- Promotional movie poster
- Directed by: Michael Polish
- Written by: Mark Polish
- Produced by: Polish brothers Sean O'Grady
- Starring: Stana Katic Mark Polish
- Music by: Kubilai Uner
- Release date: May 29, 2011 (Film Festival Zlín);
- Running time: 87 minutes
- Country: United States
- Language: English

= For Lovers Only (film) =

For Lovers Only is a 2011 romance film produced by the Polish brothers and Sean O'Grady. The brothers also had different roles in the film, with Michael as director and Mark as writer and also actor himself. The film also stars Stana Katic. It was expected to be released in theaters in the United States in June 2011, but eventually adopted an online distribution strategy.

==Plot==
In the film, Katic plays Sofia, a journalist and former model, while Polish plays Yves, a former fashion photographer. Sofia chances upon Yves, her former lover, while on assignment. The story draws upon Claude Lelouch's A Man and a Woman and the French New Wave for inspiration and focuses on the couple's flight from Paris via a variety of forms of transportation: train, car and motorcycle. Their travels extend from Normandy to St. Tropez. Mark Polish notes that the film lies somewhere between A Man and a Woman and The Beatles' A Hard Day's Night. The film, which was shot in Paris and various locations throughout France, premiered for industry guests in Beverly Hills on September 29, 2010.

==Production==
For Lovers Only was scored by Kubilai Uner. It is a black-and-white film. The film released as video on demand by In Demand in June. On Monday July 11, it ranked number 2 on the iTunes Store romance movies chart, number 4 on the iTunes independent films chart and was among the Top 100 in all movie rental and downloads. Using what is being described as a direct-to-iTunes strategy, it was atop the iTunes romance films for two weeks and in the top ten for four.
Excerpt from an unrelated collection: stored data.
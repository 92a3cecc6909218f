//! In-memory `HostWorld` and a synchronous `WorldContext` for unit tests.

use parking_lot::Mutex;
use std::collections::{HashMap, HashSet};
use std::sync::Arc;

use crate::error::HostError;
use crate::host::{
    chunk_coord, ActorId, ActorSnapshot, BlockSnapshot, EntityCaps, EntityId, EntitySnapshot,
    HostWorld, SoundId, WorldContext, WorldJob,
};

#[derive(Default)]
pub struct MockWorld {
    pub id: String,
    pub blocks: HashMap<(i32, i32, i32), BlockSnapshot>,
    pub entities: HashMap<EntityId, EntitySnapshot>,
    pub extra_chunk_refs: Vec<(EntityId, i32, i32)>,
    pub unloaded: HashSet<(i32, i32)>,
    pub actors: Vec<ActorSnapshot>,
    pub messages: Vec<(ActorId, String)>,
    pub known_particles: HashSet<String>,
    pub sounds: HashMap<String, SoundId>,
    pub particles: Vec<(String, [f64; 3])>,
    pub played_sounds: Vec<SoundId>,
    pub torn_down: Vec<(i32, i32, i32)>,
    pub fail_clear: HashSet<(i32, i32, i32)>,
    pub fail_remove: HashSet<EntityId>,
    pub fail_sounds: bool,
    pub fail_messages: HashSet<ActorId>,
}

impl MockWorld {
    pub fn new(id: &str) -> Self {
        Self {
            id: id.to_string(),
            ..Default::default()
        }
    }

    pub fn set(&mut self, x: i32, y: i32, z: i32, block: BlockSnapshot) {
        self.blocks.insert((x, y, z), block);
    }

    pub fn get(&self, x: i32, y: i32, z: i32) -> Option<&BlockSnapshot> {
        self.blocks.get(&(x, y, z))
    }

    pub fn fill_column(&mut self, x: i32, z: i32, y0: i32, y1: i32, material: &str) {
        for y in y0..=y1 {
            self.set(x, y, z, BlockSnapshot::new(material));
        }
    }

    /// Square outline of half-extent `half` for every Y in `[y0, y1]`
    pub fn build_ring(&mut self, cx: i32, cz: i32, y0: i32, y1: i32, half: i32, material: &str) {
        for y in y0..=y1 {
            for x in (cx - half)..=(cx + half) {
                for z in (cz - half)..=(cz + half) {
                    if (x - cx).abs() == half || (z - cz).abs() == half {
                        self.set(x, y, z, BlockSnapshot::new(material));
                    }
                }
            }
        }
    }

    pub fn build_flat_ground(&mut self, min: i32, max: i32, y: i32, material: &str) {
        for x in min..=max {
            for z in min..=max {
                self.set(x, y, z, BlockSnapshot::new(material));
            }
        }
    }

    pub fn count_material(&self, prefix: &str) -> usize {
        self.blocks
            .values()
            .filter(|b| b.material_id.starts_with(prefix))
            .count()
    }

    pub fn spawn_entity(&mut self, id: EntityId, position: [f64; 3], caps: EntityCaps) {
        self.entities.insert(id, EntitySnapshot { id, position, caps });
    }

    pub fn has_entity(&self, id: EntityId) -> bool {
        self.entities.contains_key(&id)
    }

    pub fn duplicate_into_chunk(&mut self, id: EntityId, cx: i32, cz: i32) {
        self.extra_chunk_refs.push((id, cx, cz));
    }

    pub fn unload_chunk(&mut self, cx: i32, cz: i32) {
        self.unloaded.insert((cx, cz));
    }

    pub fn add_actor(&mut self, id: ActorId, position: [f64; 3]) {
        self.actors.push(ActorSnapshot { id, position });
    }

    pub fn messages_for(&self, actor: ActorId) -> Vec<String> {
        self.messages
            .iter()
            .filter(|(a, _)| *a == actor)
            .map(|(_, m)| m.clone())
            .collect()
    }

    fn loaded(&self, x: i32, z: i32) -> bool {
        !self.unloaded.contains(&(chunk_coord(x), chunk_coord(z)))
    }
}

impl HostWorld for MockWorld {
    fn world_id(&self) -> &str {
        &self.id
    }

    fn block_at(&self, x: i32, y: i32, z: i32) -> Option<BlockSnapshot> {
        if !self.loaded(x, z) {
            return None;
        }
        self.blocks.get(&(x, y, z)).cloned()
    }

    fn teardown_block_state(&mut self, x: i32, y: i32, z: i32) {
        self.torn_down.push((x, y, z));
        if let Some(b) = self.blocks.get_mut(&(x, y, z)) {
            b.state = None;
        }
    }

    fn clear_block(&mut self, x: i32, y: i32, z: i32) -> Result<(), HostError> {
        if self.fail_clear.contains(&(x, y, z)) {
            return Err(HostError::Rejected("locked".into()));
        }
        self.blocks.remove(&(x, y, z));
        Ok(())
    }

    fn entities_in_chunk(&self, cx: i32, cz: i32) -> Option<Vec<EntitySnapshot>> {
        if self.unloaded.contains(&(cx, cz)) {
            return None;
        }
        let mut out: Vec<EntitySnapshot> = self
            .entities
            .values()
            .filter(|e| {
                chunk_coord(e.position[0].floor() as i32) == cx
                    && chunk_coord(e.position[2].floor() as i32) == cz
            })
            .cloned()
            .collect();
        for (id, x, z) in &self.extra_chunk_refs {
            if (*x, *z) == (cx, cz) {
                if let Some(e) = self.entities.get(id) {
                    out.push(e.clone());
                }
            }
        }
        Some(out)
    }

    fn remove_entity(&mut self, id: EntityId) -> Result<(), HostError> {
        if self.fail_remove.contains(&id) {
            return Err(HostError::Rejected("pinned".into()));
        }
        self.entities
            .remove(&id)
            .map(|_| ())
            .ok_or(HostError::MissingComponent)
    }

    fn actors(&self) -> Vec<ActorSnapshot> {
        self.actors.clone()
    }

    fn send_message(&mut self, actor: ActorId, text: &str) -> Result<(), HostError> {
        if self.fail_messages.contains(&actor) {
            return Err(HostError::Rejected("offline".into()));
        }
        self.messages.push((actor, text.to_string()));
        Ok(())
    }

    fn play_particle(&mut self, particle_id: &str, position: [f64; 3]) -> Result<(), HostError> {
        if !self.known_particles.contains(particle_id) {
            return Err(HostError::UnknownEffect(particle_id.to_string()));
        }
        self.particles.push((particle_id.to_string(), position));
        Ok(())
    }

    fn resolve_sound(&self, name: &str) -> Option<SoundId> {
        self.sounds.get(name).copied()
    }

    fn play_sound(&mut self, sound: SoundId, _position: [f64; 3]) -> Result<(), HostError> {
        if self.fail_sounds {
            return Err(HostError::UnknownEffect(sound.to_string()));
        }
        self.played_sounds.push(sound);
        Ok(())
    }
}

/// Runs submitted jobs immediately on the caller's thread
pub struct InlineWorld {
    id: String,
    pub world: Arc<Mutex<MockWorld>>,
}

impl InlineWorld {
    pub fn new(world: MockWorld) -> Arc<Self> {
        Arc::new(Self {
            id: world.id.clone(),
            world: Arc::new(Mutex::new(world)),
        })
    }
}

impl WorldContext for InlineWorld {
    fn world_id(&self) -> &str {
        &self.id
    }

    fn submit(&self, job: WorldJob) -> Result<(), HostError> {
        let mut world = self.world.lock();
        job(&mut *world);
        Ok(())
    }
}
After topping $500,000 in earnings through digital sales, the movie is expected to appear in United States theaters in the fall 2011.

The film, which was shot over a period of 12 days from a script that was more than a decade old, was promoted without an advertising budget via Twitter and Facebook. The film was shot using a Canon EOS 5D Mark II, which is a digital still photography camera, with video capability. Because of its traditional still photography appearance, they were able to film without attracting attention in public places. They did not use any artificial lighting in any scenes, except for a nightclub scene, where Michael's iPhone provided the lighting. The film was scored by friend Kubilay Uner. The film was classified as an experimental film by the Screen Actors Guild, which meant the Polish brothers did not have to pay Katic, who used her own wardrobe.

==Film festival showings==
The film had its world premiere at the May 29 – June 5, 2011 Film Festival Zlín on opening night. One Zlin Festival critic compared the film to Richard Linklater's Before Sunset and Katic mentioned that she studied several François Truffaut works to prepare for her role. On August 7, 2011 the film was shown at the Transatlantyk Poznan International Film & Music Festival in Poland. It was also scheduled for the 2011 Oldenburg Film Festival. The film won the Bronze prize for Drama Feature Film at the September 13-15 Trinidad Independent Film Festival.